**WORK ITEM:**
Among the entries below, tally each line containing "CreateDecoderFailed"; respond with the total only.

MATERIAL SUPPLIED section start

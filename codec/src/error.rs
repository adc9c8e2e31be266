//! Typed libopus status codes and codec errors.

use std::fmt;

use thiserror::Error;

use crate::ffi;

/// A negative status returned by libopus.
#[derive(Debug, Clone, Copy, PartialEq, Eq, Hash)]
pub enum ErrorCode {
    /// One or more invalid/out of range arguments.
    BadArg,
    /// Not enough bytes allocated in the buffer.
    BufferTooSmall,
    /// An internal error was detected.
    InternalError,
    /// The compressed data passed is corrupted.
    InvalidPacket,
    /// Invalid/unsupported request number.
    Unimplemented,
    /// An encoder or decoder structure is invalid or already freed.
    InvalidState,
    /// Memory allocation has failed.
    AllocFail,
    /// A code outside the documented set.
    Unknown(i32),
}

impl ErrorCode {
    /// Maps a raw libopus return value to a typed code.
    pub fn from_raw(code: i32) -> Self {
        match code {
            ffi::OPUS_BAD_ARG => Self::BadArg,
            ffi::OPUS_BUFFER_TOO_SMALL => Self::BufferTooSmall,
            ffi::OPUS_INTERNAL_ERROR => Self::InternalError,
            ffi::OPUS_INVALID_PACKET => Self::InvalidPacket,
            ffi::OPUS_UNIMPLEMENTED => Self::Unimplemented,
            ffi::OPUS_INVALID_STATE => Self::InvalidState,
            ffi::OPUS_ALLOC_FAIL => Self::AllocFail,
            other => Self::Unknown(other),
        }
    }

    /// Returns the raw libopus value.
    pub fn raw(&self) -> i32 {
        match self {
            Self::BadArg => ffi::OPUS_BAD_ARG,
            Self::BufferTooSmall => ffi::OPUS_BUFFER_TOO_SMALL,
            Self::InternalError => ffi::OPUS_INTERNAL_ERROR,
            Self::InvalidPacket => ffi::OPUS_INVALID_PACKET,
            Self::Unimplemented => ffi::OPUS_UNIMPLEMENTED,
            Self::InvalidState => ffi::OPUS_INVALID_STATE,
            Self::AllocFail => ffi::OPUS_ALLOC_FAIL,
            Self::Unknown(code) => *code,
        }
    }
}

impl fmt::Display for ErrorCode {
    fn fmt(&self, f: &mut fmt::Formatter<'_>) -> fmt::Result {
        write!(f, "{} ({})", ffi::error_string(self.raw()), self.raw())
    }
}

/// Opus codec error.
#[derive(Debug, Clone, PartialEq, Eq, Error)]
pub enum CodecError {
    #[error("opus: encoder create failed: {0}")]
    CreateEncoderFailed(ErrorCode),

    #[error("opus: decoder create failed: {0}")]
    CreateDecoderFailed(ErrorCode),

    #[error("opus: encode failed: {0}")]
    EncodeFailed(ErrorCode),

    #[error("opus: decode failed: {0}")]
    DecodeFailed(ErrorCode),

    #[error("opus: ctl {request} failed: {code}")]
    CtlFailed { request: &'static str, code: ErrorCode },
}

impl CodecError {
    /// Returns the underlying libopus status.
    pub fn code(&self) -> ErrorCode {
        match self {
            Self::CreateEncoderFailed(code)
            | Self::CreateDecoderFailed(code)
            | Self::EncodeFailed(code)
            | Self::DecodeFailed(code)
            | Self::CtlFailed { code, .. } => *code,
        }
    }
}

#[cfg(test)]
mod tests {
    use super::*;

    #[test]
    fn test_error_code_from_raw() {
        assert_eq!(ErrorCode::from_raw(-1), ErrorCode::BadArg);
        assert_eq!(ErrorCode::from_raw(-2), ErrorCode::BufferTooSmall);
        assert_eq!(ErrorCode::from_raw(-4), ErrorCode::InvalidPacket);
        assert_eq!(ErrorCode::from_raw(-7), ErrorCode::AllocFail);
        assert_eq!(ErrorCode::from_raw(-42), ErrorCode::Unknown(-42));
    }

    #[test]
    fn test_error_code_raw_roundtrip() {
        for raw in -7..=-1 {
            assert_eq!(ErrorCode::from_raw(raw).raw(), raw);
        }
    }

    #[test]
    fn test_codec_error_display() {
        let err = CodecError::CreateEncoderFailed(ErrorCode::BadArg);
        let msg = format!("{}", err);
        assert!(msg.contains("encoder create failed"));
        assert!(msg.contains("(-1)"));

        let err = CodecError::DecodeFailed(ErrorCode::InvalidPacket);
        assert!(format!("{}", err).contains("decode failed"));

        let err = CodecError::CtlFailed {
            request: "complexity",
            code: ErrorCode::BadArg,
        };
        assert!(format!("{}", err).contains("ctl complexity failed"));
        assert_eq!(err.code(), ErrorCode::BadArg);
    }
}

MATERIAL SUPPLIED section end

**RESULT:**
2